例えば、粉砕テーブルに対する自由度が比較的低いように、粉砕ローラが設けられている場合には、粉砕ローラが摩耗することで、粉砕性能が低下する。一方、粉砕テーブルに対する自由度が比較的高いように、粉砕ローラが設けられている場合には、ローラ部は、被粉砕物を粉砕する際に、比較的負荷の少ない位置に移動する。これにより、ローラ部の形状は、当該粉砕装置における粉砕態様に適した形状となるように摩耗することとなる。よって、このような粉砕装置では、粉砕ローラが摩耗することで、粉砕性能が向上する。
このように、粉砕装置によって、粉砕ローラが摩耗に伴って、ミルの性能が低下するものと、向上するものとがあることがわかった。
【0007】
特許文献1では、ローラの摩耗に伴って、ミル差圧が増加する事態しか考慮されていない。ミルの差圧が増加するということは、ミル内の圧力損失の増大を示し、すなわち、粉砕性能が低下していることを意味している。よって、特許文献1では、粉砕性能が低下する事態しか想定されていない。
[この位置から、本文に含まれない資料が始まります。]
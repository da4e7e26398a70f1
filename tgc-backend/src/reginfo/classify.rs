//! Classification Engine
//!
//! The raw class table carries non-exclusive {vector, scalar, float} flag
//! bits. Correctness downstream hinges on one derived fact: a class that
//! is not provably scalar-only may hold a different value per lane and
//! must be treated as divergent everywhere. The derivation lives here,
//! once, instead of flag tests scattered through the backend.

use super::RegisterInfo;
use crate::error::RegInfoError;
use crate::function::FunctionInfo;
use tgc_codegen::{class, ClassFlags, PhysReg, Reg, RegClassId};

/// The mutually exclusive semantic category of a register class.
#[derive(Debug, Clone, Copy, PartialEq, Eq)]
pub enum RegBank {
    /// Provably uniform: one value shared by all lanes.
    Scalar,
    /// Float-only scalar file.
    Float,
    /// Anything that may diverge per lane, including classes with both
    /// vector and scalar flags set.
    VectorOrMixed,
}

impl RegBank {
    /// Derive the semantic category from raw flags.
    ///
    /// Total over every recognized flag combination; a class with no
    /// recognized bit set is a fatal configuration error, since the table
    /// is generated once per target and trusted afterwards.
    pub fn derive(flags: ClassFlags) -> Option<RegBank> {
        let vector = flags.contains(ClassFlags::VECTOR);
        let scalar = flags.contains(ClassFlags::SCALAR);
        let float = flags.contains(ClassFlags::FLOAT);
        match (vector, scalar, float) {
            (false, false, false) => None,
            (false, true, false) => Some(RegBank::Scalar),
            (false, false, true) => Some(RegBank::Float),
            _ => Some(RegBank::VectorOrMixed),
        }
    }

    /// The central correctness rule: divergent iff not scalar-only.
    pub fn is_divergent(self) -> bool {
        !matches!(self, RegBank::Scalar)
    }
}

impl RegisterInfo<'_> {
    /// Semantic bank of a register class.
    pub fn bank(&self, class: RegClassId) -> Result<RegBank, RegInfoError> {
        let desc = self.target().classes().get(class)?;
        RegBank::derive(desc.flags)
            .ok_or_else(|| RegInfoError::UnclassifiedClass(desc.name.to_string()))
    }

    pub fn has_vector_regs(&self, class: RegClassId) -> Result<bool, RegInfoError> {
        Ok(self.target().classes().get(class)?.flags.contains(ClassFlags::VECTOR))
    }

    pub fn has_scalar_regs(&self, class: RegClassId) -> Result<bool, RegInfoError> {
        Ok(self.target().classes().get(class)?.flags.contains(ClassFlags::SCALAR))
    }

    pub fn has_float_regs(&self, class: RegClassId) -> Result<bool, RegInfoError> {
        Ok(self.target().classes().get(class)?.flags.contains(ClassFlags::FLOAT))
    }

    /// True if the class contains only uniform scalar registers.
    pub fn is_sgpr_class(&self, class: RegClassId) -> Result<bool, RegInfoError> {
        Ok(self.bank(class)? == RegBank::Scalar)
    }

    /// True if the class contains only float registers.
    pub fn is_fpr_class(&self, class: RegClassId) -> Result<bool, RegInfoError> {
        Ok(self.bank(class)? == RegBank::Float)
    }

    /// True if values of this class may differ per lane. Every pass that
    /// reorders, speculates, or rematerializes must respect this.
    pub fn is_divergent_class(&self, class: RegClassId) -> Result<bool, RegInfoError> {
        Ok(self.bank(class)?.is_divergent())
    }

    /// Canonical class of a physical register: the class of its smallest
    /// addressable sub-unit (a pair maps to the element class).
    pub fn base_class(&self, reg: PhysReg) -> RegClassId {
        match reg {
            PhysReg::X(_) => class::GPR,
            PhysReg::F(_) => class::FPR,
            PhysReg::V(_) | PhysReg::V2(_) => class::VGPR,
        }
    }

    /// True iff the register's base class is scalar-only, resolving
    /// virtual registers through their assigned class.
    pub fn is_sgpr_reg(&self, func: &FunctionInfo, reg: Reg) -> Result<bool, RegInfoError> {
        let class = match reg {
            Reg::Phys(p) => self.base_class(p),
            Reg::Virt(v) => func
                .vreg_class(v)
                .ok_or(RegInfoError::UnassignedVirtReg(v.0))?,
        };
        self.is_sgpr_class(class)
    }
}

#[cfg(test)]
mod tests {
    use super::*;
    use pretty_assertions::assert_eq;
    use tgc_codegen::{CallConv, TideTarget, VirtReg};

    fn all_flag_combinations() -> Vec<ClassFlags> {
        let v = ClassFlags::VECTOR;
        let s = ClassFlags::SCALAR;
        let f = ClassFlags::FLOAT;
        vec![
            ClassFlags::empty(),
            v,
            s,
            f,
            v | s,
            v | f,
            s | f,
            v | s | f,
        ]
    }

    #[test]
    fn test_bank_derivation_over_all_combinations() {
        for flags in all_flag_combinations() {
            let expected = if !flags.contains(ClassFlags::VECTOR)
                && flags.contains(ClassFlags::SCALAR)
                && !flags.contains(ClassFlags::FLOAT)
            {
                Some(RegBank::Scalar)
            } else if !flags.contains(ClassFlags::VECTOR)
                && !flags.contains(ClassFlags::SCALAR)
                && flags.contains(ClassFlags::FLOAT)
            {
                Some(RegBank::Float)
            } else if flags.bits() == 0 {
                None
            } else {
                Some(RegBank::VectorOrMixed)
            };
            assert_eq!(RegBank::derive(flags), expected, "flags {:#05b}", flags.bits());
        }
    }

    #[test]
    fn test_scalar_only_and_float_only_are_exclusive() {
        for flags in all_flag_combinations() {
            let scalar_only = flags.contains(ClassFlags::SCALAR)
                && !flags.contains(ClassFlags::VECTOR)
                && !flags.contains(ClassFlags::FLOAT);
            let float_only = flags.contains(ClassFlags::FLOAT)
                && !flags.contains(ClassFlags::VECTOR)
                && !flags.contains(ClassFlags::SCALAR);
            assert!(!(scalar_only && float_only));
            if let Some(bank) = RegBank::derive(flags) {
                assert_eq!(bank == RegBank::Scalar, scalar_only);
                assert_eq!(bank == RegBank::Float, float_only);
                // Divergence is exactly the complement of scalar-only.
                assert_eq!(bank.is_divergent(), !scalar_only);
            }
        }
    }

    #[test]
    fn test_tide_table_banks() {
        let target = TideTarget::new();
        let info = RegisterInfo::new(&target);
        assert_eq!(info.bank(class::GPR).unwrap(), RegBank::Scalar);
        assert_eq!(info.bank(class::FPR).unwrap(), RegBank::Float);
        assert_eq!(info.bank(class::VGPR).unwrap(), RegBank::VectorOrMixed);
        assert_eq!(info.bank(class::VPR2).unwrap(), RegBank::VectorOrMixed);
        // Both flags set: conservatively divergent.
        assert_eq!(info.bank(class::VSX).unwrap(), RegBank::VectorOrMixed);
        assert!(info.is_divergent_class(class::VSX).unwrap());
        assert!(!info.is_divergent_class(class::GPR).unwrap());
    }

    #[test]
    fn test_base_class_of_a_pair_is_the_element_class() {
        let target = TideTarget::new();
        let info = RegisterInfo::new(&target);
        assert_eq!(info.base_class(PhysReg::V2(6)), class::VGPR);
        assert_eq!(info.base_class(PhysReg::V(6)), class::VGPR);
        assert_eq!(info.base_class(PhysReg::X(5)), class::GPR);
        assert_eq!(info.base_class(PhysReg::F(0)), class::FPR);
    }

    #[test]
    fn test_is_sgpr_reg_resolves_virtual_registers() {
        let target = TideTarget::new();
        let info = RegisterInfo::new(&target);
        let mut func = FunctionInfo::new("k", CallConv::Kernel);
        func.set_vreg_class(VirtReg(0), class::GPR);
        func.set_vreg_class(VirtReg(1), class::VGPR);

        assert!(info.is_sgpr_reg(&func, Reg::Virt(VirtReg(0))).unwrap());
        assert!(!info.is_sgpr_reg(&func, Reg::Virt(VirtReg(1))).unwrap());
        assert!(info.is_sgpr_reg(&func, Reg::Phys(PhysReg::X(10))).unwrap());
        assert!(!info.is_sgpr_reg(&func, Reg::Phys(PhysReg::V2(0))).unwrap());
        assert_eq!(
            info.is_sgpr_reg(&func, Reg::Virt(VirtReg(9))),
            Err(RegInfoError::UnassignedVirtReg(9))
        );
    }
}
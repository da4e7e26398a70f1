//! Reserved and Preserved Register Computation
//!
//! Reserved registers are never assignable by the allocator for the
//! current function; preserved masks tell call lowering what survives a
//! call under a given convention. Everything here is a pure function of
//! the function attributes and the target configuration.

use super::RegisterInfo;
use crate::function::FunctionInfo;
use log::trace;
use tgc_codegen::{abi, CallConv, FrameIndex, PhysReg, RegMask};

impl RegisterInfo<'_> {
    /// Registers the allocator must never assign for this function.
    ///
    /// Always the zero register, the stack/global/thread pointers and the
    /// private-memory base; the frame pointer joins when the function
    /// needs one. Alias closure is applied so that reserving a vector
    /// register also fences off the pair containing it; the sibling
    /// element stays allocatable.
    pub fn reserved_regs(&self, func: &FunctionInfo) -> RegMask {
        let mut reserved = RegMask::new();
        reserved.insert_with_aliases(PhysReg::ZERO);
        reserved.insert_with_aliases(PhysReg::SP);
        reserved.insert_with_aliases(PhysReg::GP);
        reserved.insert_with_aliases(PhysReg::TP);
        reserved.insert_with_aliases(self.target().private_mem_base());
        if func.needs_frame_pointer() {
            reserved.insert_with_aliases(PhysReg::FP);
        }
        trace!(
            "reserved set for '{}': {} registers (fp {})",
            func.name(),
            reserved.len(),
            if func.needs_frame_pointer() { "reserved" } else { "allocatable" },
        );
        reserved
    }

    pub fn is_reserved(&self, func: &FunctionInfo, reg: PhysReg) -> bool {
        self.reserved_regs(func).contains(reg)
    }

    /// Inline assembly may clobber anything that is not reserved.
    pub fn is_asm_clobberable(&self, func: &FunctionInfo, reg: PhysReg) -> bool {
        !self.is_reserved(func, reg)
    }

    /// Callee-saved registers in save/restore order. Stable across calls
    /// with identical input; prologue/epilogue generation relies on it.
    pub fn callee_saved_regs(&self, func: &FunctionInfo) -> &'static [PhysReg] {
        abi::callee_saved(func.call_conv())
    }

    /// One bit per physical register, set iff a call under `conv` is
    /// guaranteed not to clobber it.
    pub fn call_preserved_mask(&self, _func: &FunctionInfo, conv: CallConv) -> RegMask {
        abi::preserved(conv).iter().copied().collect()
    }

    /// The all-clobbered mask, for calls with no guarantees at all.
    pub fn no_preserved_mask(&self) -> RegMask {
        RegMask::NONE
    }

    /// The statically pre-assigned spill slot of `reg`, if the ABI
    /// mandates one. The slot still flows through frame-index
    /// elimination like any other; this only bypasses slot selection.
    pub fn has_reserved_spill_slot(
        &self,
        func: &FunctionInfo,
        reg: PhysReg,
    ) -> Option<FrameIndex> {
        func.reserved_spill_slot(reg)
    }
}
また、特許文献1の装置では、ローラ摩耗の診断結果から、適切に稼働させることについては、考慮されていない。
このため、粉砕部の経年変化に応じて、ミルを適切に稼働させることができない可能性があった。
【0008】
本発明は、このような事情に鑑みてなされたものであって、粉砕部が経年変化しても、粉砕装置を適切に稼働させることができる粉砕装置及び粉砕装置の制御方法を提供することを目的とする。
【課題を解決するための手段】
【0009】
上記課題を解決するために、本発明の粉砕装置及び粉砕装置の制御方法は以下の手段を採用する。
【0010】
本発明の一態様に係る粉砕装置は、被粉砕物を粉砕する粉砕装置であって、上下方向の軸を中心に回転駆動するテーブル部と、該テーブル部の上面と対向して配置されるローラ部と、を有し、前記テーブル部の前記上面と前記ローラ部との間に被粉砕物を挟み込むことで被粉砕物を粉砕する粉砕部と、現在における前記粉砕装置の負荷を導出する負荷導出部と、現在における前記粉砕装置の性能値を計測する性能値計測部と、所定の基準時において、前記負荷導出部によって導出された負荷で前記粉砕装置が運転されている場合における前記粉砕装置の性能値を導出する性能値導出部と、前記性能値計測部が計測した現在における前記粉砕装置の性能値と前記性能値導出部が導出した前記基準時における前記粉砕装置の性能値とに基づいて、前記性能値計測部が計測した現在における前記粉砕装置の性能値が、前記性能値導出部が導出した前記基準時における前記粉砕装置の性能値に近づくように、前記粉砕装置の性能値に影響を与えるパラメータを変更する制御部と、を備える。
【0011】
粉砕装置の稼働に伴って、被粉砕物を粉砕する粉砕部の形状等は、経年変化する。粉砕部の経年変化としては、ローラ部及びテーブル部の摩耗等による変形が挙げられる。粉砕部が経年変化すると、粉砕装置の性能値が変動する。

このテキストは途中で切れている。